[Data entries]
__________

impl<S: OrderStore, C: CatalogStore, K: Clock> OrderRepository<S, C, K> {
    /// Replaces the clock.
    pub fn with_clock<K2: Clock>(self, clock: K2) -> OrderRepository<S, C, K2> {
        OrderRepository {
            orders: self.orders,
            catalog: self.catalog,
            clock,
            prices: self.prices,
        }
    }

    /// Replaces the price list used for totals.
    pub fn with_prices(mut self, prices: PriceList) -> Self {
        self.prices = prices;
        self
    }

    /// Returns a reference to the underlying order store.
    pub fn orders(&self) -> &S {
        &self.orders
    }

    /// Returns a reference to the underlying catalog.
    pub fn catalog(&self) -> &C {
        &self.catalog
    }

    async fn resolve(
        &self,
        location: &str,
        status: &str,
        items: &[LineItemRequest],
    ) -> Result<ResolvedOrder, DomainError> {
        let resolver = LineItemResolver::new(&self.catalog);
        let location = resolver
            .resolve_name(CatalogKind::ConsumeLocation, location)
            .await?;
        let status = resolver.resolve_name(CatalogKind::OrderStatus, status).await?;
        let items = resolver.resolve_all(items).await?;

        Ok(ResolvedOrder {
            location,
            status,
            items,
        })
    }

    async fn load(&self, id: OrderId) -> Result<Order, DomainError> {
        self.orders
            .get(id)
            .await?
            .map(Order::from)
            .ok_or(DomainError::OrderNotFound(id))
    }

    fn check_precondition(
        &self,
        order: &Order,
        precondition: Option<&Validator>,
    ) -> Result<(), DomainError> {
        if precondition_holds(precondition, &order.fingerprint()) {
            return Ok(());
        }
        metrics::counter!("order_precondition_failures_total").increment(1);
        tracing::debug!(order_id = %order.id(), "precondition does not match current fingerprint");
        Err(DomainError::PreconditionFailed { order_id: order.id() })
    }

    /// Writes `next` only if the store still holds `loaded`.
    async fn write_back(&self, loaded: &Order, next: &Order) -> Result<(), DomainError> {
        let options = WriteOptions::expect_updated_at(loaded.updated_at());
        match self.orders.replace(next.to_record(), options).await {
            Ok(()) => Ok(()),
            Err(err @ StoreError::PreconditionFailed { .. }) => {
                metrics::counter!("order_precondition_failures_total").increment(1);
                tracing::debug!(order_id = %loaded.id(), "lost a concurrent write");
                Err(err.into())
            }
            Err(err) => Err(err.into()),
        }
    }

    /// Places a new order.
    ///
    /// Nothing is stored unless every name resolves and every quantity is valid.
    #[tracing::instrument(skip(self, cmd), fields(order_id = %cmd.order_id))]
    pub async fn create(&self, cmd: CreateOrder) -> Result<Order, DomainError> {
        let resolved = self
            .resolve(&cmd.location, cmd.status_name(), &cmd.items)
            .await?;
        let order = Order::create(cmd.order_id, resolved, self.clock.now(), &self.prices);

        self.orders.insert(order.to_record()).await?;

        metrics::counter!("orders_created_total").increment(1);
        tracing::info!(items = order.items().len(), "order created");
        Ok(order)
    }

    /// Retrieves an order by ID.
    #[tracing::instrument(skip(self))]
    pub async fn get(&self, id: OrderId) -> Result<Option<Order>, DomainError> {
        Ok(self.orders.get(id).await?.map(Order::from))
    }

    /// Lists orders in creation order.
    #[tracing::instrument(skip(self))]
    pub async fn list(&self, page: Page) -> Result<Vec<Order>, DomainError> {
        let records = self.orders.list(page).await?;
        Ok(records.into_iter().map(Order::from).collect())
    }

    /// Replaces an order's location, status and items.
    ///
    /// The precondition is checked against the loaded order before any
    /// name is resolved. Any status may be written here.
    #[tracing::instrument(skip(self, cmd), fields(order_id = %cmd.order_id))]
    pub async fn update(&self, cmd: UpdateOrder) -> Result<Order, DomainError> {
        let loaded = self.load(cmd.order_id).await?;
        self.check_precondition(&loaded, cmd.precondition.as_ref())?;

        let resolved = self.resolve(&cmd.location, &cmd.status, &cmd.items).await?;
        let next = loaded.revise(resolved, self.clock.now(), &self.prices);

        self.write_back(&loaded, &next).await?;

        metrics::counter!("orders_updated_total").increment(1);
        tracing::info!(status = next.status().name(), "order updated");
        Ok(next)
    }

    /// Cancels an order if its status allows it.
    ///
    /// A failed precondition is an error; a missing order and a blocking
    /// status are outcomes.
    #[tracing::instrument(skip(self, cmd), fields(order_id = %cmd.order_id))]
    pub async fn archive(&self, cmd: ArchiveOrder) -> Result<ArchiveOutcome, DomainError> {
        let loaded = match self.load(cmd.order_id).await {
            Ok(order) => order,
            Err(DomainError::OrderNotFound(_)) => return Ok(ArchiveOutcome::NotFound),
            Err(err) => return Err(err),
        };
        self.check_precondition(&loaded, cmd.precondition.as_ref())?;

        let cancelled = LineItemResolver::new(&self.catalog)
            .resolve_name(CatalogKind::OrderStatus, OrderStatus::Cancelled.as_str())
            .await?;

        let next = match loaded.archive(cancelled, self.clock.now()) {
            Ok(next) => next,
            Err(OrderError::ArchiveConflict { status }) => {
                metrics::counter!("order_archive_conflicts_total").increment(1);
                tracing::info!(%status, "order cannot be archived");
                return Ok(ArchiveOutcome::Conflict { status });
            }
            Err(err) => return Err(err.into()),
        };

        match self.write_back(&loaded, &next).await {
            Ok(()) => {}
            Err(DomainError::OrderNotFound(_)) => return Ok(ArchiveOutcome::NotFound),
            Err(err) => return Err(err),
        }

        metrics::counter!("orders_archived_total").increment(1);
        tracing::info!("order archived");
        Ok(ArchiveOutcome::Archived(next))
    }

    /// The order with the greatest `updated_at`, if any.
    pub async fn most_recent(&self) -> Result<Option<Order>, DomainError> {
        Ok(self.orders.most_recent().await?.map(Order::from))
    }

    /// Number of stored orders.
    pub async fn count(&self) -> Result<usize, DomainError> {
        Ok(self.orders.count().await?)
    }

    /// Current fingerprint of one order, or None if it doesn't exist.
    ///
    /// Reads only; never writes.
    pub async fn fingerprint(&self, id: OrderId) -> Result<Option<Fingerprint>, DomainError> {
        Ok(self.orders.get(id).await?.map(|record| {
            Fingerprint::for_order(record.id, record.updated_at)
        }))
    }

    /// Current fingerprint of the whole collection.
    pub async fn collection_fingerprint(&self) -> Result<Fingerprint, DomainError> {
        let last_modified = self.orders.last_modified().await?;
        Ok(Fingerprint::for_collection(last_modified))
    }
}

__________

» **Your objective**
All of the data above should be set down again exactly.

» **Solution to the exercise**
impl<S: OrderStore, C: CatalogStore, K: Clock> OrderRepository<S, C, K> {
    /// Replaces the clock.
    pub fn with_clock<K2: Clock>(self, clock: K2) -> OrderRepository<S, C, K2> {
        OrderRepository {
            orders: self.orders,
            catalog: self.catalog,
            clock,
            prices: self.prices,
        }
    }

    /// Replaces the price list used for totals.
    pub fn with_prices(mut self, prices: PriceList) -> Self {
        self.prices = prices;
        self
    }

    /// Returns a reference to the underlying order store.
    pub fn orders(&self) -> &S {
        &self.orders
    }

    /// Returns a reference to the underlying catalog.
    pub fn catalog(&self) -> &C {
        &self.catalog
    }

    async fn resolve(
        &self,
        location: &str,
        status: &str,
        items: &[LineItemRequest],
    ) -> Result<ResolvedOrder, DomainError> {
        let resolver = LineItemResolver::new(&self.catalog);
        let location = resolver
            .resolve_name(CatalogKind::ConsumeLocation, location)
            .await?;
        let status = resolver.resolve_name(CatalogKind::OrderStatus, status).await?;
        let items = resolver.resolve_all(items).await?;

        Ok(ResolvedOrder {
            location,
            status,
            items,
        })
    }

    async fn load(&self, id: OrderId) -> Result<Order, DomainError> {
        self.orders
            .get(id)
            .await?
            .map(Order::from)
            .ok_or(DomainError::OrderNotFound(id))
    }

    fn check_precondition(
        &self,
        order: &Order,
        precondition: Option<&Validator>,
    ) -> Result<(), DomainError> {
        if precondition_holds(precondition, &order.fingerprint()) {
            return Ok(());
        }
        metrics::counter!("order_precondition_failures_total").increment(1);
        tracing::debug!(order_id = %order.id(), "precondition does not match current fingerprint");
        Err(DomainError::PreconditionFailed { order_id: order.id() })
    }

    /// Writes `next` only if the store still holds `loaded`.
    async fn write_back(&self, loaded: &Order, next: &Order) -> Result<(), DomainError> {
        let options = WriteOptions::expect_updated_at(loaded.updated_at());
        match self.orders.replace(next.to_record(), options).await {
            Ok(()) => Ok(()),
            Err(err @ StoreError::PreconditionFailed { .. }) => {
                metrics::counter!("order_precondition_failures_total").increment(1);
                tracing::debug!(order_id = %loaded.id(), "lost a concurrent write");
                Err(err.into())
            }
            Err(err) => Err(err.into()),
        }
    }

    /// Places a new order.
    ///
    /// Nothing is stored unless every name resolves and every quantity is valid.
    #[tracing::instrument(skip(self, cmd), fields(order_id = %cmd.order_id))]
    pub async fn create(&self, cmd: CreateOrder) -> Result<Order, DomainError> {
        let resolved = self
            .resolve(&cmd.location, cmd.status_name(), &cmd.items)
            .await?;
        let order = Order::create(cmd.order_id, resolved, self.clock.now(), &self.prices);

        self.orders.insert(order.to_record()).await?;

        metrics::counter!("orders_created_total").increment(1);
        tracing::info!(items = order.items().len(), "order created");
        Ok(order)
    }

    /// Retrieves an order by ID.
    #[tracing::instrument(skip(self))]
    pub async fn get(&self, id: OrderId) -> Result<Option<Order>, DomainError> {
        Ok(self.orders.get(id).await?.map(Order::from))
    }

    /// Lists orders in creation order.
    #[tracing::instrument(skip(self))]
    pub async fn list(&self, page: Page) -> Result<Vec<Order>, DomainError> {
        let records = self.orders.list(page).await?;
        Ok(records.into_iter().map(Order::from).collect())
    }

    /// Replaces an order's location, status and items.
    ///
    /// The precondition is checked against the loaded order before any
    /// name is resolved. Any status may be written here.
    #[tracing::instrument(skip(self, cmd), fields(order_id = %cmd.order_id))]
    pub async fn update(&self, cmd: UpdateOrder) -> Result<Order, DomainError> {
        let loaded = self.load(cmd.order_id).await?;
        self.check_precondition(&loaded, cmd.precondition.as_ref())?;

        let resolved = self.resolve(&cmd.location, &cmd.status, &cmd.items).await?;
        let next = loaded.revise(resolved, self.clock.now(), &self.prices);

        self.write_back(&loaded, &next).await?;

        metrics::counter!("orders_updated_total").increment(1);
        tracing::info!(status = next.status().name(), "order updated");
        Ok(next)
    }

    /// Cancels an order if its status allows it.
    ///
    /// A failed precondition is an error; a missing order and a blocking
    /// status are outcomes.
    #[tracing::instrument(skip(self, cmd), fields(order_id = %cmd.order_id))]
    pub async fn archive(&self, cmd: ArchiveOrder) -> Result<ArchiveOutcome, DomainError> {
        let loaded = match self.load(cmd.order_id).await {
            Ok(order) => order,
            Err(DomainError::OrderNotFound(_)) => return Ok(ArchiveOutcome::NotFound),
            Err(err) => return Err(err),
        };
        self.check_precondition(&loaded, cmd.precondition.as_ref())?;

        let cancelled = LineItemResolver::new(&self.catalog)
            .resolve_name(CatalogKind::OrderStatus, OrderStatus::Cancelled.as_str())
            .await?;

        let next = match loaded.archive(cancelled, self.clock.now()) {
            Ok(next) => next,
            Err(OrderError::ArchiveConflict { status }) => {
                metrics::counter!("order_archive_conflicts_total").increment(1);
                tracing::info!(%status, "order cannot be archived");
                return Ok(ArchiveOutcome::Conflict { status });
            }
            Err(err) => return Err(err.into()),
        };

        match self.write_back(&loaded, &next).await {
            Ok(()) => {}
            Err(DomainError::OrderNotFound(_)) => return Ok(ArchiveOutcome::NotFound),
            Err(err) => return Err(err),
        }

        metrics::counter!("orders_archived_total").increment(1);
        tracing::info!("order archived");
        Ok(ArchiveOutcome::Archived(next))
    }

    /// The order with the greatest `updated_at`, if any.
    pub async fn most_recent(&self) -> Result<Option<Order>, DomainError> {
        Ok(self.orders.most_recent().await?.map(Order::from))
    }

    /// Number of stored orders.
    pub async fn count(&self) -> Result<usize, DomainError> {
        Ok(self.orders.count().await?)
    }

    /// Current fingerprint of one order, or None if it doesn't exist.
    ///
    /// Reads only; never writes.
    pub async fn fingerprint(&self, id: OrderId) -> Result<Option<Fingerprint>, DomainError> {
        Ok(self.orders.get(id).await?.map(|record| {
            Fingerprint::for_order(record.id, record.updated_at)
        }))
    }

    /// Current fingerprint of the whole collection.
    pub async fn collection_fingerprint(&self) -> Result<Fingerprint, DomainError> {
        let last_modified = self.orders.last_modified().await?;
        Ok(Fingerprint::for_collection(last_modified))
    }
}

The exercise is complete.